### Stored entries

########

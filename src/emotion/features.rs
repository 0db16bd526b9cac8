use serde::{Deserialize, Serialize};

use crate::emotion::config::{DetectionParams, ExtractorConfig};
use crate::emotion::frame::{Frame, GrayImage};
use crate::emotion::types::FaceBox;
use crate::error::{EmotionError, Result};

/// 级联式区域检测器，返回图像坐标系下的候选矩形
pub trait RegionDetector: Send {
    fn name(&self) -> &str;

    fn is_loaded(&self) -> bool {
        true
    }

    fn detect(&mut self, image: &GrayImage, params: &DetectionParams) -> Result<Vec<FaceBox>>;
}

#[derive(Debug, Clone, PartialEq, Serialize, Deserialize)]
#[serde(rename_all = "camelCase")]
pub struct FaceFeatures {
    pub face: FaceBox,
    /// 相对人脸区域的坐标
    pub smiles: Vec<FaceBox>,
    /// 相对人脸区域的坐标
    pub eyes: Vec<FaceBox>,
}

impl FaceFeatures {
    pub fn signals(&self) -> FeatureSignals {
        let face_area = self.face.area();
        let eye_area_ratio = if self.eyes.is_empty() || face_area <= 0 {
            0.0
        } else {
            let total: i64 = self.eyes.iter().map(FaceBox::area).sum();
            let avg = total as f64 / self.eyes.len() as f64;
            avg / face_area as f64
        };

        FeatureSignals {
            smile_detected: !self.smiles.is_empty(),
            eye_count: self.eyes.len(),
            eye_area_ratio,
        }
    }
}

#[derive(Debug, Clone, Copy, PartialEq, Serialize, Deserialize)]
#[serde(rename_all = "camelCase")]
pub struct FeatureSignals {
    pub smile_detected: bool,
    pub eye_count: usize,
    /// 眼睛平均面积 / 人脸面积
    pub eye_area_ratio: f64,
}

pub struct FeatureExtractor {
    face_detector: Box<dyn RegionDetector>,
    smile_detector: Box<dyn RegionDetector>,
    eye_detector: Box<dyn RegionDetector>,
    config: ExtractorConfig,
}

impl FeatureExtractor {
    pub fn new(
        face_detector: Box<dyn RegionDetector>,
        smile_detector: Box<dyn RegionDetector>,
        eye_detector: Box<dyn RegionDetector>,
        config: ExtractorConfig,
    ) -> Result<Self> {
        for detector in [&face_detector, &smile_detector, &eye_detector] {
            if !detector.is_loaded() {
                tracing::error!(detector = detector.name(), "Detector is not loaded");
                return Err(EmotionError::DetectorUnavailable {
                    detector: detector.name().to_string(),
                    reason: "detector reports no trained data".to_string(),
                });
            }
        }

        tracing::info!(
            face = face_detector.name(),
            smile = smile_detector.name(),
            eye = eye_detector.name(),
            "Feature extractor initialized"
        );

        Ok(Self {
            face_detector,
            smile_detector,
            eye_detector,
            config,
        })
    }

    pub fn config(&self) -> &ExtractorConfig {
        &self.config
    }

    pub fn extract(&mut self, frame: &Frame) -> Option<FaceFeatures> {
        let gray = frame.to_gray()?;

        let faces = match self.face_detector.detect(&gray, &self.config.face) {
            Ok(faces) => faces,
            Err(e) => {
                tracing::warn!(error = %e, detector = self.face_detector.name(), "Face detection failed");
                return None;
            }
        };

        let face = select_largest(&faces)?;
        let roi = gray.crop(&face)?;

        let smiles = match self.smile_detector.detect(&roi, &self.config.smile) {
            Ok(smiles) => smiles,
            Err(e) => {
                tracing::warn!(error = %e, detector = self.smile_detector.name(), "Smile detection failed");
                return None;
            }
        };
        let eyes = match self.eye_detector.detect(&roi, &self.config.eye) {
            Ok(eyes) => eyes,
            Err(e) => {
                tracing::warn!(error = %e, detector = self.eye_detector.name(), "Eye detection failed");
                return None;
            }
        };

        Some(FaceFeatures { face, smiles, eyes })
    }
}

/// 取面积最大的人脸，面积相同按检测器返回顺序
pub fn select_largest(faces: &[FaceBox]) -> Option<FaceBox> {
    let mut iter = faces.iter();
    let mut best = *iter.next()?;
    for face in iter {
        if face.area() > best.area() {
            best = *face;
        }
    }
    Some(best)
}
use std::path::Path;

use serde::{Deserialize, Serialize};

use crate::constants::{
    DEFAULT_PERSISTENCE_THRESHOLD, HISTORY_CAPACITY, STABILIZER_MIN_VOTES, STABILIZER_WINDOW,
    SURPRISE_EYE_AREA_RATIO, TREND_THRESHOLD,
};
use crate::error::{EmotionError, Result};

/// 对应 `detectMultiScale` 的参数
#[derive(Debug, Clone, Copy, PartialEq, Serialize, Deserialize)]
#[serde(rename_all = "camelCase")]
pub struct DetectionParams {
    pub scale_factor: f64,
    pub min_neighbors: i32,
    /// 最小检测尺寸（正方形边长，像素）
    pub min_size: i32,
}

impl DetectionParams {
    pub const fn new(scale_factor: f64, min_neighbors: i32, min_size: i32) -> Self {
        Self {
            scale_factor,
            min_neighbors,
            min_size,
        }
    }
}

#[derive(Debug, Clone, Serialize, Deserialize)]
#[serde(rename_all = "camelCase")]
pub struct ExtractorConfig {
    pub face: DetectionParams,
    pub smile: DetectionParams,
    pub eye: DetectionParams,
    /// 眼睛平均面积 / 人脸面积 超过此比例时触发惊讶规则
    #[serde(default = "default_surprise_eye_area_ratio")]
    pub surprise_eye_area_ratio: f64,
}

fn default_surprise_eye_area_ratio() -> f64 {
    SURPRISE_EYE_AREA_RATIO
}

impl Default for ExtractorConfig {
    fn default() -> Self {
        Self {
            face: DetectionParams::new(1.1, 5, 60),
            smile: DetectionParams::new(1.5, 15, 25),
            eye: DetectionParams::new(1.1, 5, 20),
            surprise_eye_area_ratio: SURPRISE_EYE_AREA_RATIO,
        }
    }
}

/// 分段得分：`base` 加上不超过 `jitter` 的随机扰动
#[derive(Debug, Clone, Copy, PartialEq, Serialize, Deserialize)]
#[serde(rename_all = "camelCase")]
pub struct ScoreBand {
    pub base: f64,
    pub jitter: f64,
}

impl ScoreBand {
    pub const fn new(base: f64, jitter: f64) -> Self {
        Self { base, jitter }
    }

    pub const fn fixed(base: f64) -> Self {
        Self { base, jitter: 0.0 }
    }

    pub fn upper(&self) -> f64 {
        self.base + self.jitter
    }
}

#[derive(Debug, Clone, Serialize, Deserialize)]
#[serde(rename_all = "camelCase")]
pub struct PriorConfig {
    pub happy: f64,
    pub sad: f64,
    pub angry: f64,
    pub neutral: f64,
    pub surprise: f64,
    pub fear: f64,
    pub disgust: f64,
}

impl Default for PriorConfig {
    fn default() -> Self {
        Self {
            happy: 0.15,
            sad: 0.15,
            angry: 0.15,
            neutral: 0.25,
            surprise: 0.10,
            fear: 0.10,
            disgust: 0.10,
        }
    }
}

#[derive(Debug, Clone, Serialize, Deserialize)]
#[serde(rename_all = "camelCase")]
pub struct ScorerConfig {
    pub priors: PriorConfig,
    pub smile_happy: ScoreBand,
    pub smile_neutral: f64,
    pub smile_sad: f64,
    pub wide_eyes_surprise: ScoreBand,
    pub closed_eyes_angry: ScoreBand,
    pub closed_eyes_sad: ScoreBand,
    pub calm_neutral: ScoreBand,
}

impl Default for ScorerConfig {
    fn default() -> Self {
        Self {
            priors: PriorConfig::default(),
            smile_happy: ScoreBand::new(0.70, 0.15),
            smile_neutral: 0.10,
            smile_sad: 0.05,
            wide_eyes_surprise: ScoreBand::new(0.40, 0.10),
            closed_eyes_angry: ScoreBand::new(0.35, 0.10),
            closed_eyes_sad: ScoreBand::new(0.30, 0.10),
            calm_neutral: ScoreBand::new(0.50, 0.15),
        }
    }
}

#[derive(Debug, Clone, Serialize, Deserialize)]
#[serde(rename_all = "camelCase")]
pub struct StabilizerConfig {
    pub window: usize,
    pub min_votes: usize,
}

impl Default for StabilizerConfig {
    fn default() -> Self {
        Self {
            window: STABILIZER_WINDOW,
            min_votes: STABILIZER_MIN_VOTES,
        }
    }
}

#[derive(Debug, Clone, Serialize, Deserialize)]
#[serde(rename_all = "camelCase")]
pub struct HistoryConfig {
    pub capacity: usize,
    pub persistence_threshold: f64,
    /// 趋势判定阈值，可调常量而非统计推导值
    pub trend_threshold: f64,
}

impl Default for HistoryConfig {
    fn default() -> Self {
        Self {
            capacity: HISTORY_CAPACITY,
            persistence_threshold: DEFAULT_PERSISTENCE_THRESHOLD,
            trend_threshold: TREND_THRESHOLD,
        }
    }
}

#[derive(Debug, Clone, Default, Serialize, Deserialize)]
#[serde(rename_all = "camelCase")]
pub struct EmotionConfig {
    #[serde(default)]
    pub extractor: ExtractorConfig,
    #[serde(default)]
    pub scorer: ScorerConfig,
    #[serde(default)]
    pub stabilizer: StabilizerConfig,
    #[serde(default)]
    pub history: HistoryConfig,
}

impl EmotionConfig {
    pub fn from_file(path: impl AsRef<Path>) -> Result<Self> {
        let raw = std::fs::read_to_string(path.as_ref())?;
        let config: EmotionConfig = serde_json::from_str(&raw)?;
        config.validate().map_err(EmotionError::InvalidConfig)?;
        tracing::info!(path = %path.as_ref().display(), "Emotion config loaded");
        Ok(config)
    }

    pub fn validate(&self) -> std::result::Result<(), String> {
        // ExtractorConfig
        for (name, params) in [
            ("face", &self.extractor.face),
            ("smile", &self.extractor.smile),
            ("eye", &self.extractor.eye),
        ] {
            if !params.scale_factor.is_finite() || params.scale_factor <= 1.0 {
                return Err(format!("extractor.{name}.scale_factor must be > 1"));
            }
            if params.min_neighbors < 0 {
                return Err(format!("extractor.{name}.min_neighbors must be >= 0"));
            }
            if params.min_size < 0 {
                return Err(format!("extractor.{name}.min_size must be >= 0"));
            }
        }
        if !(0.0..=1.0).contains(&self.extractor.surprise_eye_area_ratio) {
            return Err("extractor.surprise_eye_area_ratio must be in [0,1]".to_string());
        }

        // ScorerConfig
        let p = &self.scorer.priors;
        for (name, value) in [
            ("happy", p.happy),
            ("sad", p.sad),
            ("angry", p.angry),
            ("neutral", p.neutral),
            ("surprise", p.surprise),
            ("fear", p.fear),
            ("disgust", p.disgust),
        ] {
            if !(value > 0.0 && value <= 1.0) {
                return Err(format!("scorer.priors.{name} must be in (0,1]"));
            }
        }
        for (name, band) in [
            ("smile_happy", &self.scorer.smile_happy),
            ("wide_eyes_surprise", &self.scorer.wide_eyes_surprise),
            ("closed_eyes_angry", &self.scorer.closed_eyes_angry),
            ("closed_eyes_sad", &self.scorer.closed_eyes_sad),
            ("calm_neutral", &self.scorer.calm_neutral),
        ] {
            if !band.base.is_finite()
                || !band.jitter.is_finite()
                || band.base < 0.0
                || band.jitter < 0.0
                || band.upper() > 1.0
            {
                return Err(format!(
                    "scorer.{name} must be finite with base >= 0, jitter >= 0, base + jitter <= 1"
                ));
            }
        }
        if !(0.0..=1.0).contains(&self.scorer.smile_neutral) {
            return Err("scorer.smile_neutral must be in [0,1]".to_string());
        }
        if !(0.0..=1.0).contains(&self.scorer.smile_sad) {
            return Err("scorer.smile_sad must be in [0,1]".to_string());
        }

        // StabilizerConfig
        if self.stabilizer.window == 0 {
            return Err("stabilizer.window must be > 0".to_string());
        }
        if self.stabilizer.min_votes == 0 || self.stabilizer.min_votes > self.stabilizer.window {
            return Err("stabilizer.min_votes must be in [1, window]".to_string());
        }

        // HistoryConfig
        if self.history.capacity == 0 {
            return Err("history.capacity must be > 0".to_string());
        }
        if !(0.0..=1.0).contains(&self.history.persistence_threshold) {
            return Err("history.persistence_threshold must be in [0,1]".to_string());
        }
        if !self.history.trend_threshold.is_finite() || self.history.trend_threshold < 0.0 {
            return Err("history.trend_threshold must be finite and >= 0".to_string());
        }

        Ok(())
    }
}

#[cfg(test)]
mod tests {
    use std::io::Write;

    use super::*;

    #[test]
    fn default_config_is_valid() {
        let cfg = EmotionConfig::default();
        assert!(cfg.validate().is_ok());
    }

    #[test]
    fn invalid_config_is_rejected() {
        let mut cfg = EmotionConfig::default();
        cfg.stabilizer.min_votes = 6;
        assert!(cfg.validate().is_err());

        let mut cfg = EmotionConfig::default();
        cfg.extractor.smile.scale_factor = 1.0;
        assert!(cfg.validate().is_err());

        let mut cfg = EmotionConfig::default();
        cfg.scorer.smile_happy = ScoreBand::new(0.9, 0.2);
        assert!(cfg.validate().is_err());
    }

    #[test]
    fn non_finite_values_are_rejected() {
        let mut cfg = EmotionConfig::default();
        cfg.scorer.calm_neutral = ScoreBand::new(0.5, f64::NAN);
        assert!(cfg.validate().unwrap_err().contains("calm_neutral"));

        let mut cfg = EmotionConfig::default();
        cfg.scorer.wide_eyes_surprise = ScoreBand::new(f64::NAN, 0.1);
        assert!(cfg.validate().is_err());

        let mut cfg = EmotionConfig::default();
        cfg.history.trend_threshold = f64::NAN;
        assert!(cfg.validate().unwrap_err().contains("trend_threshold"));

        let mut cfg = EmotionConfig::default();
        cfg.history.trend_threshold = f64::INFINITY;
        assert!(cfg.validate().is_err());

        let mut cfg = EmotionConfig::default();
        cfg.extractor.eye.scale_factor = f64::NAN;
        assert!(cfg.validate().is_err());

        let mut cfg = EmotionConfig::default();
        cfg.scorer.priors.fear = f64::NAN;
        cfg.scorer.smile_sad = f64::NAN;
        assert!(cfg.validate().is_err());

        let mut cfg = EmotionConfig::default();
        cfg.history.persistence_threshold = f64::NAN;
        assert!(cfg.validate().is_err());
    }

    #[test]
    fn partial_file_falls_back_to_defaults() {
        let mut file = tempfile::NamedTempFile::new().expect("temp file");
        write!(file, r#"{{"history": {{"capacity": 20, "persistenceThreshold": 0.5, "trendThreshold": 0.3}}}}"#)
            .expect("write config");

        let cfg = EmotionConfig::from_file(file.path()).expect("load config");
        assert_eq!(cfg.history.capacity, 20);
        assert_eq!(cfg.history.trend_threshold, 0.3);
        assert_eq!(cfg.stabilizer.window, 5);
        assert_eq!(cfg.extractor.face.min_size, 60);
    }

    #[test]
    fn invalid_file_is_rejected() {
        let mut file = tempfile::NamedTempFile::new().expect("temp file");
        write!(file, r#"{{"stabilizer": {{"window": 0, "minVotes": 0}}}}"#).expect("write config");

        let err = EmotionConfig::from_file(file.path()).unwrap_err();
        assert!(matches!(err, EmotionError::InvalidConfig(_)));

        let missing = EmotionConfig::from_file("/nonexistent/emotion.json").unwrap_err();
        assert!(matches!(missing, EmotionError::ConfigRead(_)));
    }
}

########

### PROBLEM TO WORK ON
If the word "priors" is on a line above, return that line.

### OUTPUT FOR THIS TASK
    pub priors: PriorConfig,
            priors: PriorConfig::default(),
        let p = &self.scorer.priors;
                return Err(format!("scorer.priors.{name} must be in (0,1]"));
        cfg.scorer.priors.fear = f64::NAN;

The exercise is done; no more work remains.